◆ Records for this task:
//! Netspace Module
//!
//! The two registries (GSN, GTN) plus the [`Netspace`] facade that opens
//! their stores from a [`NetspaceConfig`] and carries the testing-only
//! capabilities.

pub mod config;
pub mod events;
pub mod gsn;
pub mod gtn;

pub use config::*;
pub use events::*;
pub use gsn::*;
pub use gtn::*;

use crate::domain::{NodeRecord, NodeService};
use crate::error::{Error, Result};
use crate::store::SharedStore;
use chrono::Utc;
use tracing::{info, warn};

/// Both registries of one node's view of the network
#[derive(Debug)]
pub struct Netspace {
    config: NetspaceConfig,
    gsn: GsnRegistry,
    gtn: GtnRegistry,
    events: EventBus,
}

impl Netspace {
    /// Open the stores described by `config`
    pub fn open(config: NetspaceConfig) -> Result<Self> {
        let (gsn_store, gtn_store) = config.open_stores()?;
        info!(store = ?config.store, mode = ?config.mode, "Opened netspace");
        Ok(Self::with_stores(config, gsn_store, gtn_store))
    }

    /// Build a netspace over caller-supplied stores
    pub fn with_stores(
        config: NetspaceConfig,
        gsn_store: SharedStore,
        gtn_store: SharedStore,
    ) -> Self {
        Self {
            gsn: GsnRegistry::new(gsn_store, config.mode),
            gtn: GtnRegistry::new(gtn_store),
            events: EventBus::new(),
            config,
        }
    }

    pub fn gsn(&self) -> &GsnRegistry {
        &self.gsn
    }

    pub fn gtn(&self) -> &GtnRegistry {
        &self.gtn
    }

    pub fn config(&self) -> &NetspaceConfig {
        &self.config
    }

    /// Receiver for netspace-wide events (currently resets)
    pub fn subscribe(&self) -> tokio::sync::broadcast::Receiver<NetspaceEvent> {
        self.events.subscribe()
    }

    /// Parse a textual node description and register it in the GSN
    pub fn register_from_str(&self, text: &str) -> Result<bool> {
        let node: NodeRecord = text.parse()?;
        self.gsn.register(&node)
    }

    // =========================================================================
    // Testing-mode capabilities
    // =========================================================================

    /// Wipe both stores; refused outside testing mode
    pub fn reset_for_testing(&self) -> Result<bool> {
        if !self.config.is_testing() {
            warn!("Reset refused outside testing mode");
            return Ok(false);
        }

        self.gsn.clear()?;
        self.gtn.clear()?;

        info!("Reset netspace stores");
        self.events.publish(NetspaceEvent::Reset { at: Utc::now() });
        Ok(true)
    }

    /// Rewrite the address of a registered node from its textual form
    pub fn update_address_for_testing(&self, text: &str) -> Result<bool> {
        let node: NodeRecord = text.parse()?;
        self.gsn.update_address(&node)
    }

    /// Register a root from `<node description>,<geosub>`
    ///
    /// The service of the registered root is always `Dvsp`.
    pub fn register_root_from_str(&self, text: &str) -> Result<bool> {
        if !self.config.is_testing() {
            warn!("Root seeding refused outside testing mode");
            return Ok(false);
        }

        let (node_text, geosub) = text
            .trim()
            .rsplit_once(',')
            .ok_or_else(|| Error::Validation("root description has no geosub field".into()))?;
        let geosub = geosub.trim();
        if geosub.is_empty() {
            return Ok(false);
        }

        let node = node_text.parse::<NodeRecord>()?.with_service(NodeService::Dvsp);
        self.gtn.register_root(&node, geosub)
    }
}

◆ Exercise requirements: Of all the entries above, how many lines contain "registered"? Give the number alone.

◆ Response box: 2